Appreciating and sympathising with a personal tragedy is one thing but extending it to the realms of public policy is altogether different. This
crucial distinction, plus the principle of ‘equality before law’ appears to have escaped the understanding of stalwarts such as Press Council chairman Justice Markandeya Katju and some other political and personal friends of Sanjay. With his penchant from going from the sublime, Katju has even suggested that Sanjay’s stellar role in popularising Gandhi-giri through a popular Bollywood film should be taken into consideration in judging the quantum of punishment. Sections of the political class have cited Katju’s pseudo-judicial opinion to argue for a pardon.

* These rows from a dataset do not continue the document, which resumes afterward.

//! Diff rendering for fixture comparison.

/// Render a text diff between expected and actual output. Single-line
/// values also get the column of the first differing byte.
#[must_use]
pub fn render_diff(expected: &str, actual: &str) -> String {
    if expected == actual {
        return String::from("[identical]");
    }

    let mut out = String::from("--- expected\n+++ actual\n");
    let exp: Vec<&str> = expected.lines().collect();
    let act: Vec<&str> = actual.lines().collect();
    for i in 0..exp.len().max(act.len()) {
        let (e, a) = (exp.get(i).copied(), act.get(i).copied());
        if e == a {
            continue;
        }
        match (e, a) {
            (Some(e), Some(a)) => {
                let col = first_difference(e, a);
                out.push_str(&format!("@@ line {}, col {} @@\n-{e}\n+{a}\n", i + 1, col + 1));
            }
            (Some(e), None) => out.push_str(&format!("@@ line {} @@\n-{e}\n", i + 1)),
            (None, Some(a)) => out.push_str(&format!("@@ line {} @@\n+{a}\n", i + 1)),
            (None, None) => {}
        }
    }
    out
}

fn first_difference(a: &str, b: &str) -> usize {
    a.bytes()
        .zip(b.bytes())
        .position(|(x, y)| x != y)
        .unwrap_or_else(|| a.len().min(b.len()))
}
//! Float <-> integer conversions.

/// Returned for overflow, infinities and NaN.
pub const CONVERSION_ERROR: i32 = i32::MIN;

/// `(long) x`: truncate toward zero.
///
/// Anything outside `[-2^31, 2^31)` and every NaN gives `0x80000000`.
pub fn fixsfsi(x: f32) -> i32 {
    if x.is_nan() {
        return CONVERSION_ERROR;
    }
    let t = x.trunc();
    if !(-2_147_483_648.0..2_147_483_648.0).contains(&t) {
        return CONVERSION_ERROR;
    }
    t as i32
}

/// `(unsigned long) x`.
///
/// Negative inputs above `-1.0` truncate to zero; everything else outside
/// `[0, 2^32)` gives `0x80000000` like the signed conversion.
pub fn fixunssfsi(x: f32) -> u32 {
    if x.is_nan() {
        return CONVERSION_ERROR as u32;
    }
    let t = x.trunc();
    if t == 0.0 {
        return 0;
    }
    if !(0.0..4_294_967_296.0).contains(&t) {
        return CONVERSION_ERROR as u32;
    }
    t as u32
}

/// `(float) n`, rounded to nearest even.
#[inline]
pub fn floatsisf(n: i32) -> f32 {
    n as f32
}

/// `(float) n` for unsigned long.
#[inline]
pub fn floatunsisf(n: u32) -> f32 {
    n as f32
}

And the Law Minister Ashwini Kumar who, strictly speaking should not be commenting on individual cases, has let it be known that the Governor of Maharashtra K. Sankaranarayan “will use his discretionary power when there will be an appeal to him. He has the power to pardon”. Since the Governor is a political appointee who has served the Congress Party well in the past, the Law Minister’s use of the term “will” (as reported in Indian Express of March 23) assumes enormous significance. There is an inescapable suggestion that a pardon for Sanjay Dutt is pre-determined.
The law, as Mr Bumble famously said, “is an ass”. It may also be unmindful of the “quality of mercy”; but the scales of justice are held blindfolded. There can’t be one standard for Sanjay Dutt and another for the others convicted in the same case. If Sanjay is to be spared the ordeal of serving time in jail, a corresponding degree of generosity must be the norm for the others, including the 10 who have been awarded life imprisonment and Yakub Memon who is to hang.
It is important to recall the magnitude of Sanjay’s offence. He is not being punished because he happens to be a star and the son of famous parents. His offence is grave because he used his privileged position to arrange a safe venue for a cache of arms and explosives that had been received from Pakistan by the underworld to organise the serial blasts in March 1993 that killed 257 innocent people and seriously injured another 713. What Sanjay did was not merely brandish an AK-56 assault rifle and a 9mm revolver before a mirror and pretend he was Rambo. He directly facilitated a massacre of monumental proportions, an offence that was no less serious than the massacre by Pakistan-trained terrorists on November 26, 2008.